→ **PROMPT**: Until the line containing "filename src/api/middleware/request_id.rs" has been reproduced, keep reproducing each line of the material below exactly, starting with the first.

→ **INPUT MATERIAL**:
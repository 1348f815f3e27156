//! Error types for the logger

use thiserror::Error;

/// Errors that can occur while setting up logging
#[derive(Debug, Error)]
pub enum LoggerError {
    #[error("IO error: {0}")]
    Io(#[from] std::io::Error),

    #[error("Subscriber already installed: {message}")]
    AlreadyInitialized { message: String },
}

impl LoggerError {
    pub fn already_initialized(message: impl Into<String>) -> Self {
        Self::AlreadyInitialized {
            message: message.into(),
        }
    }
}
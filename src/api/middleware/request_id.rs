//! Request ID middleware.
//!
//! Every request carries an id: the incoming `x-request-id` header when
//! present, otherwise a fresh UUID v4. The id is stored in request
//! extensions and echoed back on the response.

use axum::{
    extract::Request,
    http::{HeaderName, HeaderValue},
    middleware::Next,
    response::Response,
};
use uuid::Uuid;

pub const REQUEST_ID_HEADER: &str = "x-request-id";

/// Request ID stored in request extensions for downstream access.
#[derive(Clone, Debug, PartialEq, Eq)]
pub struct RequestId(pub String);

impl RequestId {
    pub fn as_str(&self) -> &str {
        &self.0
    }
}

pub async fn request_id_middleware(mut request: Request, next: Next) -> Response {
    let request_id = request
        .headers()
        .get(REQUEST_ID_HEADER)
        .and_then(|v| v.to_str().ok())
        .filter(|v| !v.trim().is_empty())
        .map(String::from)
        .unwrap_or_else(|| Uuid::new_v4().to_string());

    request
        .extensions_mut()
        .insert(RequestId(request_id.clone()));

    let mut response = next.run(request).await;

    if let Ok(value) = HeaderValue::from_str(&request_id) {
        response
            .headers_mut()
            .insert(HeaderName::from_static(REQUEST_ID_HEADER), value);
    }

    response
}

#[cfg(test)]
mod tests {
    use super::*;
    use axum::{Extension, Router, body::Body, middleware, routing::get};
    use tower::ServiceExt;

    fn app() -> Router {
        Router::new()
            .route(
                "/",
                get(|Extension(id): Extension<RequestId>| async move { id.0 }),
            )
            .layer(middleware::from_fn(request_id_middleware))
    }

    #[tokio::test]
    async fn test_propagates_incoming_header() {
        let request = Request::builder()
            .uri("/")
            .header(REQUEST_ID_HEADER, "req-123")
            .body(Body::empty())
            .unwrap();
        let response = app().oneshot(request).await.unwrap();
        assert_eq!(response.headers()[REQUEST_ID_HEADER], "req-123");
    }

    #[tokio::test]
    async fn test_generates_uuid_when_missing() {
        let request = Request::builder().uri("/").body(Body::empty()).unwrap();
        let response = app().oneshot(request).await.unwrap();
        let id = response.headers()[REQUEST_ID_HEADER].to_str().unwrap();
        assert!(Uuid::parse_str(id).is_ok());
    }
}
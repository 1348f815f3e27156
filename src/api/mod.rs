//! HTTP API layer: handlers, middleware, DTOs and the router.

pub mod dto;
pub mod handlers;
pub mod middleware;
pub mod routes;
mod doc;

pub use doc::ApiDoc;
pub use routes::create_router;
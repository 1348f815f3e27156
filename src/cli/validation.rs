//! Value parsers for CLI arguments

use std::fs;
use std::path::PathBuf;

/// Validate port number is within valid range (1-65535)
pub fn validate_port(port_str: &str) -> Result<u16, String> {
    let port: u16 = port_str.parse().map_err(|_| {
        format!(
            "Port must be a valid number between 1 and 65535, got: '{}'",
            port_str
        )
    })?;

    if port == 0 {
        return Err("Port must be between 1 and 65535. Port 0 is not allowed.".to_string());
    }

    Ok(port)
}

/// Validate page size is a positive number
pub fn validate_page_size(size_str: &str) -> Result<u64, String> {
    let size: u64 = size_str
        .parse()
        .map_err(|_| format!("Page size must be a positive number, got: '{}'", size_str))?;

    if size == 0 {
        return Err("Page size must be at least 1".to_string());
    }

    Ok(size)
}

/// Validate that a file path exists and is readable
pub fn validate_config_file_path(path_str: &str) -> Result<PathBuf, String> {
    let path = PathBuf::from(path_str);

    if !path.exists() {
        return Err(format!("Configuration file does not exist: '{}'", path_str));
    }

    if !path.is_file() {
        return Err(format!("Configuration path is not a file: '{}'", path_str));
    }

    match fs::File::open(&path) {
        Ok(_) => Ok(path),
        Err(e) => Err(format!(
            "Cannot read configuration file '{}': {}",
            path_str, e
        )),
    }
}

/// Basic host address validation
pub fn validate_host_address(host_str: &str) -> Result<String, String> {
    let host = host_str.trim();

    if host.is_empty() {
        return Err("Host address cannot be empty".to_string());
    }

    if host.contains(' ') {
        return Err("Host address cannot contain spaces".to_string());
    }

    // Dotted-decimal: every octet must fit in a u8
    if host.chars().all(|c| c.is_ascii_digit() || c == '.') {
        let parts: Vec<&str> = host.split('.').collect();
        if parts.len() != 4 || parts.iter().any(|p| p.parse::<u8>().is_err()) {
            return Err(format!("Invalid IPv4 address format: '{}'", host_str));
        }
        return Ok(host.to_string());
    }

    if host.len() > 253 {
        return Err("Host address is too long (maximum 253 characters)".to_string());
    }

    Ok(host.to_string())
}
pub mod validate;
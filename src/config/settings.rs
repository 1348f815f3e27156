//! Configuration settings structures for pager-rs
//!
//! This module defines all configuration structures that can be loaded from
//! TOML files and environment variables.

use std::path::PathBuf;

use serde::{Deserialize, Serialize};

use crate::config::error::ConfigError;
use crate::logger::{ConsoleConfig, FileConfig, LogFormat, LoggerConfig};

// ============================================================================
// Default value functions
// ============================================================================

fn default_app_name() -> String {
    "pager-rs".to_string()
}

fn default_app_version() -> String {
    crate::pkg_version().to_string()
}

fn default_host() -> String {
    "127.0.0.1".to_string()
}

fn default_port() -> u16 {
    3000
}

fn default_request_timeout() -> u64 {
    30
}

fn default_log_level() -> String {
    "info".to_string()
}

fn default_true() -> bool {
    true
}

fn default_log_path() -> String {
    "logs/pager.log".to_string()
}

fn default_log_format() -> String {
    "json".to_string()
}

fn default_page_size() -> u64 {
    10
}

fn default_max_page_size() -> u64 {
    100
}

fn default_sibling_count() -> u64 {
    crate::pagination::DEFAULT_SIBLING_COUNT
}

fn default_max_sibling_count() -> u64 {
    5
}

// ============================================================================
// Application Configuration
// ============================================================================

/// Application basic information configuration
#[derive(Debug, Clone, PartialEq, Eq, Serialize, Deserialize)]
pub struct ApplicationConfig {
    /// Application name
    #[serde(default = "default_app_name")]
    pub name: String,

    /// Application version
    #[serde(default = "default_app_version")]
    pub version: String,
}

impl Default for ApplicationConfig {
    fn default() -> Self {
        Self {
            name: default_app_name(),
            version: default_app_version(),
        }
    }
}

// ============================================================================
// Server Configuration
// ============================================================================

/// Axum HTTP server configuration
#[derive(Debug, Clone, PartialEq, Eq, Serialize, Deserialize)]
pub struct ServerConfig {
    /// Server host address
    #[serde(default = "default_host")]
    pub host: String,

    /// Server port
    #[serde(default = "default_port")]
    pub port: u16,

    /// Request timeout in seconds
    #[serde(default = "default_request_timeout")]
    pub request_timeout: u64,
}

impl ServerConfig {
    /// Get the full server address as "host:port"
    pub fn address(&self) -> String {
        format!("{}:{}", self.host, self.port)
    }
}

impl Default for ServerConfig {
    fn default() -> Self {
        Self {
            host: default_host(),
            port: default_port(),
            request_timeout: default_request_timeout(),
        }
    }
}

// ============================================================================
// Pagination Configuration
// ============================================================================

/// Defaults and limits applied to pagination requests
#[derive(Debug, Clone, PartialEq, Eq, Serialize, Deserialize)]
pub struct PaginationConfig {
    /// Page size used when a request does not specify one
    #[serde(default = "default_page_size")]
    pub default_page_size: u64,

    /// Largest page size a request may ask for
    #[serde(default = "default_max_page_size")]
    pub max_page_size: u64,

    /// Sibling count used when a request does not specify one
    #[serde(default = "default_sibling_count")]
    pub default_sibling_count: u64,

    /// Largest sibling count a request may ask for
    #[serde(default = "default_max_sibling_count")]
    pub max_sibling_count: u64,
}

impl Default for PaginationConfig {
    fn default() -> Self {
        Self {
            default_page_size: default_page_size(),
            max_page_size: default_max_page_size(),
            default_sibling_count: default_sibling_count(),
            max_sibling_count: default_max_sibling_count(),
        }
    }
}

// ============================================================================
// Logger Settings
// ============================================================================

/// Console output settings
#[derive(Debug, Clone, PartialEq, Eq, Serialize, Deserialize)]
pub struct ConsoleSettings {
    /// Whether console output is enabled
    #[serde(default = "default_true")]
    pub enabled: bool,

    /// Whether to use colored output
    #[serde(default = "default_true")]
    pub colored: bool,
}

impl Default for ConsoleSettings {
    fn default() -> Self {
        Self {
            enabled: default_true(),
            colored: default_true(),
        }
    }
}

/// File output settings
#[derive(Debug, Clone, PartialEq, Eq, Serialize, Deserialize)]
pub struct FileSettings {
    /// Whether file output is enabled
    #[serde(default)]
    pub enabled: bool,

    /// Path to the log file
    #[serde(default = "default_log_path")]
    pub path: String,

    /// Whether to append to existing file
    #[serde(default = "default_true")]
    pub append: bool,

    /// Log format: "full", "compact", or "json"
    #[serde(default = "default_log_format")]
    pub format: String,
}

impl Default for FileSettings {
    fn default() -> Self {
        Self {
            enabled: false,
            path: default_log_path(),
            append: default_true(),
            format: default_log_format(),
        }
    }
}

/// Logger configuration settings
#[derive(Debug, Clone, PartialEq, Eq, Serialize, Deserialize)]
pub struct LoggerSettings {
    /// Log level: "trace", "debug", "info", "warn", "error"
    #[serde(default = "default_log_level")]
    pub level: String,

    /// Console output settings
    #[serde(default)]
    pub console: ConsoleSettings,

    /// File output settings
    #[serde(default)]
    pub file: FileSettings,
}

impl Default for LoggerSettings {
    fn default() -> Self {
        Self {
            level: default_log_level(),
            console: ConsoleSettings::default(),
            file: FileSettings::default(),
        }
    }
}

impl LoggerSettings {
    /// Convert LoggerSettings to the runtime LoggerConfig
    pub fn into_logger_config(self) -> Result<LoggerConfig, ConfigError> {
        let console_config = self.console.into_console_config();
        let file_config = self.file.into_file_config()?;

        LoggerConfig::new(console_config, file_config, self.level).map_err(|e| {
            ConfigError::ValidationError {
                field: "logger".to_string(),
                message: e.to_string(),
            }
        })
    }
}

impl ConsoleSettings {
    pub fn into_console_config(self) -> ConsoleConfig {
        ConsoleConfig::new(self.enabled, self.colored)
    }
}

impl FileSettings {
    pub fn into_file_config(self) -> Result<FileConfig, ConfigError> {
        let format = self.parse_format()?;

        FileConfig::new(self.enabled, PathBuf::from(self.path), self.append, format).map_err(
            |e| ConfigError::ValidationError {
                field: "logger.file".to_string(),
                message: e.to_string(),
            },
        )
    }

    fn parse_format(&self) -> Result<LogFormat, ConfigError> {
        self.format
            .parse::<LogFormat>()
            .map_err(|e| ConfigError::ValidationError {
                field: "logger.file.format".to_string(),
                message: e.to_string(),
            })
    }
}

// ============================================================================
// Main Settings Structure
// ============================================================================

/// Complete application settings
///
/// This structure represents the entire configuration that can be loaded
/// from TOML files and environment variables.
#[derive(Debug, Clone, PartialEq, Serialize, Deserialize, Default)]
pub struct Settings {
    /// Application information
    #[serde(default)]
    pub application: ApplicationConfig,

    /// Server configuration
    #[serde(default)]
    pub server: ServerConfig,

    /// Logger configuration
    #[serde(default)]
    pub logger: LoggerSettings,

    /// Pagination defaults and limits
    #[serde(default)]
    pub pagination: PaginationConfig,
}
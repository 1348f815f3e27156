//! Request-processing middleware: request ids, logging and error bodies.

mod error_handler;
mod logging;
mod request_id;

pub use error_handler::global_error_handler;
pub use logging::logging_middleware;
pub use request_id::{REQUEST_ID_HEADER, RequestId, request_id_middleware};
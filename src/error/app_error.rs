use axum::extract::rejection::QueryRejection;
use serde::Serialize;
use thiserror::Error;
use utoipa::ToSchema;

use crate::config::ConfigError;
use crate::pagination::PaginationError;

/// Application-wide error type.
///
/// Every handler returns [`AppResult`]; the HTTP mapping lives in
/// `api::middleware::error_handler`.
#[derive(Error, Debug)]
pub enum AppError {
    /// A single field failed validation
    #[error("Validation failed for {field}: {reason}")]
    Validation { field: String, reason: String },

    /// Several fields failed `validator` checks at once
    #[error("Validation failed for {} field(s)", errors.len())]
    ValidationErrors { errors: Vec<ValidationFieldError> },

    /// Bad request error with descriptive message
    #[error("Bad request: {message}")]
    BadRequest { message: String },

    /// Configuration error with key information
    #[error("Configuration error: {key}")]
    Configuration {
        key: String,
        #[source]
        source: anyhow::Error,
    },

    /// Internal error for unexpected failures
    #[error("Internal error")]
    Internal {
        #[source]
        source: anyhow::Error,
    },
}

/// One failed field of a `validator` check
#[derive(Debug, Clone, PartialEq, Eq, Serialize, ToSchema)]
pub struct ValidationFieldError {
    pub field: String,
    pub message: String,
}

impl From<anyhow::Error> for AppError {
    fn from(error: anyhow::Error) -> Self {
        AppError::Internal { source: error }
    }
}

impl From<validator::ValidationErrors> for AppError {
    fn from(errors: validator::ValidationErrors) -> Self {
        let mut errors: Vec<ValidationFieldError> = errors
            .field_errors()
            .into_iter()
            .flat_map(|(field, field_errors)| {
                field_errors.iter().map(move |error| ValidationFieldError {
                    field: field.to_string(),
                    message: error
                        .message
                        .as_ref()
                        .map(|m| m.to_string())
                        .unwrap_or_else(|| format!("invalid value ({})", error.code)),
                })
            })
            .collect();
        errors.sort_by(|a, b| a.field.cmp(&b.field));

        AppError::ValidationErrors { errors }
    }
}

impl From<QueryRejection> for AppError {
    fn from(rejection: QueryRejection) -> Self {
        AppError::BadRequest {
            message: rejection.body_text(),
        }
    }
}

impl From<PaginationError> for AppError {
    fn from(error: PaginationError) -> Self {
        let field = match error {
            PaginationError::ZeroPageSize => "page_size",
        };
        AppError::Validation {
            field: field.to_string(),
            reason: error.to_string(),
        }
    }
}

impl From<ConfigError> for AppError {
    fn from(error: ConfigError) -> Self {
        let key = match &error {
            ConfigError::ValidationError { field, .. } => field.clone(),
            _ => "configuration".to_string(),
        };
        AppError::Configuration {
            key,
            source: error.into(),
        }
    }
}

/// Type alias for Result with AppError to simplify function signatures
pub type AppResult<T> = Result<T, AppError>;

→ **YOUR SOLUTION**:
repository 1348f815f3e27156
//! Error types for the logger

use thiserror::Error;

/// Errors that can occur while setting up logging
#[derive(Debug, Error)]
pub enum LoggerError {
    #[error("IO error: {0}")]
    Io(#[from] std::io::Error),

    #[error("Subscriber already installed: {message}")]
    AlreadyInitialized { message: String },
}

impl LoggerError {
    pub fn already_initialized(message: impl Into<String>) -> Self {
        Self::AlreadyInitialized {
            message: message.into(),
        }
    }
}
filename src/api/middleware/request_id.rs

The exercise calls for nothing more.